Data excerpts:
- - - - -

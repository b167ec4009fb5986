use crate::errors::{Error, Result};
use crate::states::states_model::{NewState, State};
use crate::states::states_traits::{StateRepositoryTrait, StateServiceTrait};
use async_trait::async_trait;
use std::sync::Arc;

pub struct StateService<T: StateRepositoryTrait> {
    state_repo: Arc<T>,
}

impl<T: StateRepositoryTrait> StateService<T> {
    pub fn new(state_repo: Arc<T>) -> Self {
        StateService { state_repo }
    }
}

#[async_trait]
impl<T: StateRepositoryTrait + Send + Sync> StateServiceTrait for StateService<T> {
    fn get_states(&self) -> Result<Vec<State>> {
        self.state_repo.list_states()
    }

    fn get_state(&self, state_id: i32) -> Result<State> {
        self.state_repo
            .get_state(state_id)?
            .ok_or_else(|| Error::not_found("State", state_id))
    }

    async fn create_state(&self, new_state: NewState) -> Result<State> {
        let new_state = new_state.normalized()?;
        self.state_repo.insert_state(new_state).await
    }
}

- - - - -

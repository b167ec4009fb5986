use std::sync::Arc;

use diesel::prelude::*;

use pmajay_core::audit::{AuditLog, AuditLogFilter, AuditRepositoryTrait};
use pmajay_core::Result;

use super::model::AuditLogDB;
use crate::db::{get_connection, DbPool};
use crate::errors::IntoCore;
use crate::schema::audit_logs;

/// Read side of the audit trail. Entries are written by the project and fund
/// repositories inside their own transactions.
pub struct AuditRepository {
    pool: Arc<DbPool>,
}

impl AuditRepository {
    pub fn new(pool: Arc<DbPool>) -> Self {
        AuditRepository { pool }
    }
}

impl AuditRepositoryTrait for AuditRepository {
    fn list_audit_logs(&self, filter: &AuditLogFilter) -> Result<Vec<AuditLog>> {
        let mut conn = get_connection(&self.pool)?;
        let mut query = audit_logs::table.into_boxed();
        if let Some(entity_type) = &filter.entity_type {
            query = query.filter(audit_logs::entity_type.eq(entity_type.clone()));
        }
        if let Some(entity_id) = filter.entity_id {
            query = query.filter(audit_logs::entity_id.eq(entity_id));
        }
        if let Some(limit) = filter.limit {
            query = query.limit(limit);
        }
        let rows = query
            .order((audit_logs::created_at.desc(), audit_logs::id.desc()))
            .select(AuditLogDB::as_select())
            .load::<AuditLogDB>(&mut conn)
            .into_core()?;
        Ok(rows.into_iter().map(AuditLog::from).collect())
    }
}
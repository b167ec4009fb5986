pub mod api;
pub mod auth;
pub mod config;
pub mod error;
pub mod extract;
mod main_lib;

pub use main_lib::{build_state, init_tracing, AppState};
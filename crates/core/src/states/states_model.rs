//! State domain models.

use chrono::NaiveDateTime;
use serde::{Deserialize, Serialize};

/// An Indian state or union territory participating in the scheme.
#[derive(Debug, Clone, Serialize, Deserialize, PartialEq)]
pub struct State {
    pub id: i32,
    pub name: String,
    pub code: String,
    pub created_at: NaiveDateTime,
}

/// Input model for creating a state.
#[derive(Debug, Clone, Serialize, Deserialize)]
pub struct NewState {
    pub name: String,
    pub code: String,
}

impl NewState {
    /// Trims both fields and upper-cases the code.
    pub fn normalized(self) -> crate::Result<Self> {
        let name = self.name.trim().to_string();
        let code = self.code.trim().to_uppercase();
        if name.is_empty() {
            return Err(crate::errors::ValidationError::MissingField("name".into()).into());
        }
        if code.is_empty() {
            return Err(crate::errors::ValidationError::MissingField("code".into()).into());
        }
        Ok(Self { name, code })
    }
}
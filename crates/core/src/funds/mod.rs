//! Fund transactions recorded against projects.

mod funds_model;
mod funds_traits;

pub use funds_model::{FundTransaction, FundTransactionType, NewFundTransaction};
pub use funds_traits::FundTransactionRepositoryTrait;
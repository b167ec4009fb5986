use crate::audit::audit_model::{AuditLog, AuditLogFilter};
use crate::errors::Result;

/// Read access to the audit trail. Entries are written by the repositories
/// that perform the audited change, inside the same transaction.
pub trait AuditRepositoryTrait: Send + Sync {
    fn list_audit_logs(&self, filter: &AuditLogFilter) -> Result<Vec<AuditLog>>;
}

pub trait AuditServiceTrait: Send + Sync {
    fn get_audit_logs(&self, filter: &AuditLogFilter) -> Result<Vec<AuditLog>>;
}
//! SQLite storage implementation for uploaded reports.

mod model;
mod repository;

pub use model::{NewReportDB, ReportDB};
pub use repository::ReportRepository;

- - - - -

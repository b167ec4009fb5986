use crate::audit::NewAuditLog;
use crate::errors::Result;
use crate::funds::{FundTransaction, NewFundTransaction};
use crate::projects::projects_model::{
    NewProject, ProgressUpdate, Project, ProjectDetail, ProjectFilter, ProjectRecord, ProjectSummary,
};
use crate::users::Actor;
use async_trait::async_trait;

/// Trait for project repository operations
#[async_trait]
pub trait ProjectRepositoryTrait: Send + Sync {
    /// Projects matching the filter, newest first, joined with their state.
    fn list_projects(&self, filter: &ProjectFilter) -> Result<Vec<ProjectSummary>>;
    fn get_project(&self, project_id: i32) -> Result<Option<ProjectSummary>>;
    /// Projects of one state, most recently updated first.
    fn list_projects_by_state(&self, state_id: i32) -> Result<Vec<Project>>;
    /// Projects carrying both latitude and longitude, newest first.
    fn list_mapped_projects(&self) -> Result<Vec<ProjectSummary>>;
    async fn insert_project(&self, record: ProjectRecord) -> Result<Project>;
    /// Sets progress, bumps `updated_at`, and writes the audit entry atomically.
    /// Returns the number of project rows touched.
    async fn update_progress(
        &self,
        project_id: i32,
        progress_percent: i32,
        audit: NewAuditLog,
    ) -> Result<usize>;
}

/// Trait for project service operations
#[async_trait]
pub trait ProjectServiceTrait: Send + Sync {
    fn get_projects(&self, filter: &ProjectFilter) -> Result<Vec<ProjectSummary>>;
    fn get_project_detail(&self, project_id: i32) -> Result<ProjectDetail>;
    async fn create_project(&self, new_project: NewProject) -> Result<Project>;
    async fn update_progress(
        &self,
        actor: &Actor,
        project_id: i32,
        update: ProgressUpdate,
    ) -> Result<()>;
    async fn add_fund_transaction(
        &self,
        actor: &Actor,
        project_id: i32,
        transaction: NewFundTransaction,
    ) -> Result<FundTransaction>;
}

- - - - -

Instructions for the task ▸ Report how many lines above contain the string "Read". Please write the number only.

Exercise output ▸ 2